Coconut + Lime Laksa Noodle Soup


Recipe:

Coconut + Lime Laksa
Noodle Soup

PLANT-BASED

Total time: 20 mins
Serves: 2

A bowl of comfort with a tropical twist. Our Coconut and Lime Laksa Noodle Soup is creamy, zesty, and full of vibrant flavour. We’ve topped ours with crispy salt + pepper tofu, tenderstem broccoli, roasted cashews, and a drizzle of chili crisp oil for the perfect finishing touch. One of our favourite comfort bowls with autumn.


INGREDIENTS

Ingredients:

  • Coconut Oil 

  • 4 Spring Onions – sliced and separated into light and dark pieces 

  • 2 Red Chillis – deseeded and finely diced 

  • 2 tsp Garlic Paste (or 3 cloves garlic minced). 

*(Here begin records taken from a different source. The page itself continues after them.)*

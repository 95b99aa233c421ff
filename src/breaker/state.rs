//! Circuit state and its public snapshot.

use std::fmt;

use serde::{Deserialize, Serialize};

use crate::clock::to_iso;

/// Circuit status.
#[derive(Debug, Clone, Copy, PartialEq, Eq, Hash, Serialize, Deserialize)]
#[serde(rename_all = "snake_case")]
pub enum CircuitStatus {
    /// Normal operation
    Closed,
    /// Failing fast until the cooldown elapses
    Open,
    /// Letting probe calls through
    HalfOpen,
}

impl CircuitStatus {
    pub fn as_str(&self) -> &'static str {
        match self {
            CircuitStatus::Closed => "closed",
            CircuitStatus::Open => "open",
            CircuitStatus::HalfOpen => "half_open",
        }
    }
}

impl fmt::Display for CircuitStatus {
    fn fmt(&self, f: &mut fmt::Formatter<'_>) -> fmt::Result {
        f.write_str(self.as_str())
    }
}

/// Internal per-key state.
#[derive(Debug, Clone)]
pub(crate) struct CircuitState {
    pub status: CircuitStatus,
    pub failure_count: u32,
    pub success_count: u32,
    pub opened_at_ms: Option<i64>,
    pub next_retry_at_ms: Option<i64>,
    pub updated_at_ms: i64,
}

impl CircuitState {
    pub fn closed(now_ms: i64) -> Self {
        Self {
            status: CircuitStatus::Closed,
            failure_count: 0,
            success_count: 0,
            opened_at_ms: None,
            next_retry_at_ms: None,
            updated_at_ms: now_ms,
        }
    }

    /// Move an open circuit to half-open once its cooldown has elapsed.
    /// Returns true if a transition happened.
    pub fn apply_cooldown(&mut self, now_ms: i64) -> bool {
        match (self.status, self.next_retry_at_ms) {
            (CircuitStatus::Open, Some(retry_at)) if now_ms >= retry_at => {
                self.status = CircuitStatus::HalfOpen;
                self.failure_count = 0;
                self.success_count = 0;
                self.updated_at_ms = now_ms;
                true
            }
            _ => false,
        }
    }

    pub fn open(&mut self, failure_threshold: u32, cooldown_ms: u64, now_ms: i64) {
        self.status = CircuitStatus::Open;
        self.failure_count = failure_threshold;
        self.success_count = 0;
        self.opened_at_ms = Some(now_ms);
        self.next_retry_at_ms = Some(now_ms + cooldown_ms as i64);
        self.updated_at_ms = now_ms;
    }

    pub fn close(&mut self, now_ms: i64) {
        *self = CircuitState::closed(now_ms);
    }

    pub fn snapshot(&self, key: &str) -> CircuitSnapshot {
        CircuitSnapshot {
            key: key.to_string(),
            status: self.status,
            failure_count: self.failure_count,
            success_count: self.success_count,
            opened_at_iso: self.opened_at_ms.map(to_iso),
            next_retry_at_iso: self.next_retry_at_ms.map(to_iso),
            updated_at_iso: to_iso(self.updated_at_ms),
        }
    }
}

/// Public view of a circuit.
#[derive(Debug, Clone, PartialEq, Eq, Serialize)]
#[serde(rename_all = "camelCase")]
pub struct CircuitSnapshot {
    pub key: String,
    pub status: CircuitStatus,
    pub failure_count: u32,
    pub success_count: u32,
    pub opened_at_iso: Option<String>,
    pub next_retry_at_iso: Option<String>,
    pub updated_at_iso: String,
}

  • 2 tsp Ginger Paste (or a thumb sized piece of ginger peeled and grated). 

  • 2 sticks lemongrass – cut into 2cm pieces.  

  • ½ tsp Turmeric 

  • ¼ tsp Ground Coriander 

  • ¼ tsp Ground Cumin 

  • ¼ tsp Paprika 

  • 2 sheets Nori chopped 

  • 1 Can of Coconut Milk (400ml) 

  • 600ml Vegetable Stock 

  • 125g Ramen Noodles 

  • 6 Pieces Baby Sweetcorn – sliced in half lengthways 

  • 1 tbsp coriander - chopped 

  • Lime Juice 

  • Coconut Sugar (or brown sugar/ maple). 

Optional toppings:

  • Crispy salt and pepper tofu – grate 150g tofu, mix with salt, freshly cracked black pepper and oil and bake in the oven at 200 degrees, mixing every 5 minutes until crispy. Should take 15-20mins.  

  • Steamed or roasted tenderstem broccoli 

  • Cashews – toasted and chopped 

  • Chilli crisp oil

METHOD

  • Heat a tbsp of coconut oil in a saucepan over medium heat and add in the light parts of the spring onion, garlic, ginger, chilli and lemongrass and cook for 2 mins or until fragrant.  

  • Add in the spices and nori and cook for a further minute or until fragrant.  

  • Add in the coconut milk and vegetable stock and bring to a gentle simmer on a low heat for 5 minutes. 

  • Add the noodles directly to the broth and simmer for 2 minutes, before adding the baby sweetcorn and coriander cook for a further 3 minutes.  

  • Season to taste with lime juice and sugar.

To Serve 

  • Ramen Bowl or any large/deep bowl. Divide the batch up between two bowl. 

  • Using tongs, add the bowl first into the pan along with the baby corn and ladel over the broth.  

  • Serve with cooked tenderstem broccoli (steamed), chopped toasted cashews, chili crisp and the crispy salt and pepper tofu.